■ Aim of the task
Return each entry exactly, so that nothing in the data differs from the original.

━━━━━ Listed entries ━━━━━

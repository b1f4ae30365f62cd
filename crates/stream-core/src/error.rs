//! Error taxonomy for the session stream.

use std::time::Duration;

use thiserror::Error;

#[derive(Debug, Clone, PartialEq, Eq, Error)]
pub enum StreamError {
    /// Connect/send/receive failure. Recovered by transport-level reconnect.
    #[error("transport error: {0}")]
    Transport(String),

    /// The ring cannot serve a replay. Recovered by bulk resync.
    #[error("sequence gap for session {session_id}: since {since_seq}, retained {oldest_retained}..={current_seq}")]
    SequenceGap {
        session_id: String,
        since_seq: u64,
        oldest_retained: u64,
        current_seq: u64,
    },

    /// Idempotency key reused with a different payload.
    #[error("turn {client_turn_id} was already submitted with a different payload")]
    TurnConflict { client_turn_id: String },

    #[error("unknown session: {0}")]
    UnknownSession(String),

    /// Internal trigger for a forced session-level reconnect.
    #[error("session {session_id} silent for {silent_for:?} during an active turn")]
    WatchdogTimeout {
        session_id: String,
        silent_for: Duration,
    },
}

impl StreamError {
    /// Stable code used in `error` frames.
    pub fn code(&self) -> &'static str {
        match self {
            StreamError::Transport(_) => "transport_error",
            StreamError::SequenceGap { .. } => "sequence_gap",
            StreamError::TurnConflict { .. } => "turn_conflict",
            StreamError::UnknownSession(_) => "unknown_session",
            StreamError::WatchdogTimeout { .. } => "watchdog_timeout",
        }
    }

    pub fn session_id(&self) -> Option<&str> {
        match self {
            StreamError::SequenceGap { session_id, .. }
            | StreamError::WatchdogTimeout { session_id, .. }
            | StreamError::UnknownSession(session_id) => Some(session_id),
            StreamError::Transport(_) | StreamError::TurnConflict { .. } => None,
        }
    }
}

━━━━━

■ Answer to the exercise
repository b1f4ae30365f62cd
filename crates/stream-core/src/error.rs
//! Error taxonomy for the session stream.

use std::time::Duration;

use thiserror::Error;

#[derive(Debug, Clone, PartialEq, Eq, Error)]
pub enum StreamError {
    /// Connect/send/receive failure. Recovered by transport-level reconnect.
    #[error("transport error: {0}")]
    Transport(String),

    /// The ring cannot serve a replay. Recovered by bulk resync.
    #[error("sequence gap for session {session_id}: since {since_seq}, retained {oldest_retained}..={current_seq}")]
    SequenceGap {
        session_id: String,
        since_seq: u64,
        oldest_retained: u64,
        current_seq: u64,
    },

    /// Idempotency key reused with a different payload.
    #[error("turn {client_turn_id} was already submitted with a different payload")]
    TurnConflict { client_turn_id: String },

    #[error("unknown session: {0}")]
    UnknownSession(String),

    /// Internal trigger for a forced session-level reconnect.
    #[error("session {session_id} silent for {silent_for:?} during an active turn")]
    WatchdogTimeout {
        session_id: String,
        silent_for: Duration,
    },
}

impl StreamError {
    /// Stable code used in `error` frames.
    pub fn code(&self) -> &'static str {
        match self {
            StreamError::Transport(_) => "transport_error",
            StreamError::SequenceGap { .. } => "sequence_gap",
            StreamError::TurnConflict { .. } => "turn_conflict",
            StreamError::UnknownSession(_) => "unknown_session",
            StreamError::WatchdogTimeout { .. } => "watchdog_timeout",
        }
    }

    pub fn session_id(&self) -> Option<&str> {
        match self {
            StreamError::SequenceGap { session_id, .. }
            | StreamError::WatchdogTimeout { session_id, .. }
            | StreamError::UnknownSession(session_id) => Some(session_id),
            StreamError::Transport(_) | StreamError::TurnConflict { .. } => None,
        }
    }
}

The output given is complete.